Stored data entries
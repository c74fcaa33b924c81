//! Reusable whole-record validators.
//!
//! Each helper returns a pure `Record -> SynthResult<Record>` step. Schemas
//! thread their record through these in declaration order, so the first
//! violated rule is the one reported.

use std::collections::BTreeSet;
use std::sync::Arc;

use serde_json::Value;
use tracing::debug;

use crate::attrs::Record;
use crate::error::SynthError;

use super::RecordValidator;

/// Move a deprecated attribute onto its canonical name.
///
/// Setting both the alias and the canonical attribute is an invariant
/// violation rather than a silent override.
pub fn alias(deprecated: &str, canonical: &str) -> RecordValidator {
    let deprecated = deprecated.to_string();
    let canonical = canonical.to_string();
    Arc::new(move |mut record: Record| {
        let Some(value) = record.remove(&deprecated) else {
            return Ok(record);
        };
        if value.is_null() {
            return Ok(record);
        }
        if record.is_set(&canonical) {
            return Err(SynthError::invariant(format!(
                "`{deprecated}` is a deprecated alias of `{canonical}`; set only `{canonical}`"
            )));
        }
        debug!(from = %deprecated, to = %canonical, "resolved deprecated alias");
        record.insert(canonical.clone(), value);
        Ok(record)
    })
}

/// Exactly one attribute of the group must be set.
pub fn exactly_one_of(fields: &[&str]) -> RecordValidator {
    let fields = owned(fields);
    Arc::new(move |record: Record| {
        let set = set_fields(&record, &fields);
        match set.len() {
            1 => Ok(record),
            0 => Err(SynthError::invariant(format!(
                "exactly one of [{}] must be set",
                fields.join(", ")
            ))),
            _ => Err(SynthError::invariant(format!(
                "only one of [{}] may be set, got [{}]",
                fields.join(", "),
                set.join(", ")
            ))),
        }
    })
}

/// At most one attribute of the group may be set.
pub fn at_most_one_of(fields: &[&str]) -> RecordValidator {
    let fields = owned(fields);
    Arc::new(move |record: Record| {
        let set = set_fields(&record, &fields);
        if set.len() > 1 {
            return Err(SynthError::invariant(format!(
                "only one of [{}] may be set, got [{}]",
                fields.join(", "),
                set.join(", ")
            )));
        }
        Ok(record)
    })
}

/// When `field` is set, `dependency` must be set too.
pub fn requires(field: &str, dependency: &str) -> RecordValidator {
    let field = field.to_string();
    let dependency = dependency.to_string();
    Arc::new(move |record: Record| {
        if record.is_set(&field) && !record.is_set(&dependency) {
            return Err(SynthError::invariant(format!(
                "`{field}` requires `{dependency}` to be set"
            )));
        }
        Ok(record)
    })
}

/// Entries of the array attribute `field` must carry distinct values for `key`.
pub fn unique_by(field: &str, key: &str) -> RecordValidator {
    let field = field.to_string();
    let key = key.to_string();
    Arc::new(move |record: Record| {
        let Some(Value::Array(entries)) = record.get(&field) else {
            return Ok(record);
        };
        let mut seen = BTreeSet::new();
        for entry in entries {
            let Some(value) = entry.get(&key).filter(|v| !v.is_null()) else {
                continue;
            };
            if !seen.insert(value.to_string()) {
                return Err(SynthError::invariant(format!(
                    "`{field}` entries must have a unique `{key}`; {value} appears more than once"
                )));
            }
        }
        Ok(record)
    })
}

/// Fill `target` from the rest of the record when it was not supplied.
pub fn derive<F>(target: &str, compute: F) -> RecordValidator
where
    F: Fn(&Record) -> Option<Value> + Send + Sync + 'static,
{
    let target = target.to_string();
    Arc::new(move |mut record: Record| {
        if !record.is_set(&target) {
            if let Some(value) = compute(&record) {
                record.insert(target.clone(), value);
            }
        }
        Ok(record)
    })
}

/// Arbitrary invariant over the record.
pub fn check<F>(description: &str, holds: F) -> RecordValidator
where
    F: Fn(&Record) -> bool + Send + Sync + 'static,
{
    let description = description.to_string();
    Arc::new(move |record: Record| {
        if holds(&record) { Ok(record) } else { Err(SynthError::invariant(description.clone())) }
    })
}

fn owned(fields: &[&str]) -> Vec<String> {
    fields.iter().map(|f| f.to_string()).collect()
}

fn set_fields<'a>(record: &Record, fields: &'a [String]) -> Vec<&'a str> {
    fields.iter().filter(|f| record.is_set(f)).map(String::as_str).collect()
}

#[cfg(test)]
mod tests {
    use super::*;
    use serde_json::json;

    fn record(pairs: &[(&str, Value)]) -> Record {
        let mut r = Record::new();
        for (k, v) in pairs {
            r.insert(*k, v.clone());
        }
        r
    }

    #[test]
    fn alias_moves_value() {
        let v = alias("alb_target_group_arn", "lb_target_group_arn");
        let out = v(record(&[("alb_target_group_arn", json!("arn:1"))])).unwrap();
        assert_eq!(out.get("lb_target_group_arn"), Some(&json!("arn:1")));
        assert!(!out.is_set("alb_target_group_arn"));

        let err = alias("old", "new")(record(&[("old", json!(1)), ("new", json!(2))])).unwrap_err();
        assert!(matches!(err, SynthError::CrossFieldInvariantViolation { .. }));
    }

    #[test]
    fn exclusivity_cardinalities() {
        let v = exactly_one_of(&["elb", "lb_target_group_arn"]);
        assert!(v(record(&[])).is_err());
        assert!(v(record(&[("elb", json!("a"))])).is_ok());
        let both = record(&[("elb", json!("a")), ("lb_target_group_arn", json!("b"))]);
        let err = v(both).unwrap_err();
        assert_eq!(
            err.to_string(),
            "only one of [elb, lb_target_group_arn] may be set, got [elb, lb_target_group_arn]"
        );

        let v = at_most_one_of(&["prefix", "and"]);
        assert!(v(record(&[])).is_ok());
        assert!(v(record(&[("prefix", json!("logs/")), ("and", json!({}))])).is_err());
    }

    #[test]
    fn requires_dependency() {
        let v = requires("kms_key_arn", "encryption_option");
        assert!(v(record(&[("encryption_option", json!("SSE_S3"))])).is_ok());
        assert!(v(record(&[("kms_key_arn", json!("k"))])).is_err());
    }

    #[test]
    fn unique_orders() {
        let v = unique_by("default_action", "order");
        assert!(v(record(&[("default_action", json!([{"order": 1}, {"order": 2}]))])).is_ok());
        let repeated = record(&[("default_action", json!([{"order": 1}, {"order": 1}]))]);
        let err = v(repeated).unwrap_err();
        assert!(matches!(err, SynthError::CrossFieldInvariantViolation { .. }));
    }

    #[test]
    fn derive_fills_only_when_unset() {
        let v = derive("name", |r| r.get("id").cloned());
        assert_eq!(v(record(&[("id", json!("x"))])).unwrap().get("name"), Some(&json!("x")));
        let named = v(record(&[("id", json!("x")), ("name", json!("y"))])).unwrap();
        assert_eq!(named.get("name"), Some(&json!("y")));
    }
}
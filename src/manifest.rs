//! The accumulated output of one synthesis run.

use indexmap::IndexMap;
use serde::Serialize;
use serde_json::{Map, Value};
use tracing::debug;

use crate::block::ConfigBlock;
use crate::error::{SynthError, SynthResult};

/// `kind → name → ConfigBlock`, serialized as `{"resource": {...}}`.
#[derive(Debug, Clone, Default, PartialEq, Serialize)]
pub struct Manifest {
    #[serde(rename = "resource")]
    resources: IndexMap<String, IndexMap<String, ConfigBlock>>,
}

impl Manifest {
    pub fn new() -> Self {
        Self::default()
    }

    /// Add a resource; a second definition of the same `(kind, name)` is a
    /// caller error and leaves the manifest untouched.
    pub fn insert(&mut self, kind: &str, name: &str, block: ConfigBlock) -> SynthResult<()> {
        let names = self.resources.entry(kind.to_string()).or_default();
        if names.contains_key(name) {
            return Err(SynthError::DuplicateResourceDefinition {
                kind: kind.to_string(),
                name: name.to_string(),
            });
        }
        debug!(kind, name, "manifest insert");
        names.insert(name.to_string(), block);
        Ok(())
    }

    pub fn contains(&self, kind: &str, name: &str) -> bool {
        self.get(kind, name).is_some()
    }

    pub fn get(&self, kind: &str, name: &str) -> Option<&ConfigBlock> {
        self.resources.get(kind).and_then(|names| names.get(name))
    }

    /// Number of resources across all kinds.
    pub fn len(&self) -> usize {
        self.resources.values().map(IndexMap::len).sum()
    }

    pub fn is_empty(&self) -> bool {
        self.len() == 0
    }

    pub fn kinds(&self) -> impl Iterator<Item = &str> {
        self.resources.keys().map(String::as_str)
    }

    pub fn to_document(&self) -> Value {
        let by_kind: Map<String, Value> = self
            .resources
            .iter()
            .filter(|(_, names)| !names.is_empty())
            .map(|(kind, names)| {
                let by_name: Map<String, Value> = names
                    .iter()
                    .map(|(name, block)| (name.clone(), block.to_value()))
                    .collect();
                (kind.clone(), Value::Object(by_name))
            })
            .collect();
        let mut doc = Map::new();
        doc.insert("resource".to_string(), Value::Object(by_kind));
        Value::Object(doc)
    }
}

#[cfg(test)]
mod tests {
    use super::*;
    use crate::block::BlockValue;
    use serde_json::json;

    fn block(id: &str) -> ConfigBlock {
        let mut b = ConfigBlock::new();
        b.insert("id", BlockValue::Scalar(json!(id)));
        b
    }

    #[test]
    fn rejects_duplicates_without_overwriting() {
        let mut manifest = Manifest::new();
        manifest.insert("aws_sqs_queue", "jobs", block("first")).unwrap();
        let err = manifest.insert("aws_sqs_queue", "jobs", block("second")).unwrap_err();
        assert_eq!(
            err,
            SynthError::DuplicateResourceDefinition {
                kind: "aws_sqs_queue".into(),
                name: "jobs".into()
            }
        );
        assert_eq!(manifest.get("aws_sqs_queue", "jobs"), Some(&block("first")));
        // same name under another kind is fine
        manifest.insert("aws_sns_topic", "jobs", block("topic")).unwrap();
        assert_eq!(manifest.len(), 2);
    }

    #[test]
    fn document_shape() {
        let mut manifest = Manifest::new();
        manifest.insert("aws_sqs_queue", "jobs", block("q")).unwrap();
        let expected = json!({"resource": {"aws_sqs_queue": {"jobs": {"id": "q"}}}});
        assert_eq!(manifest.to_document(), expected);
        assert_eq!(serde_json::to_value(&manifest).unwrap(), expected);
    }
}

Activity: Review the preceding data and report every line that includes the string "repeated".

Output of the task:
        let repeated = record(&[("default_action", json!([{"order": 1}, {"order": 1}]))]);
        let err = v(repeated).unwrap_err();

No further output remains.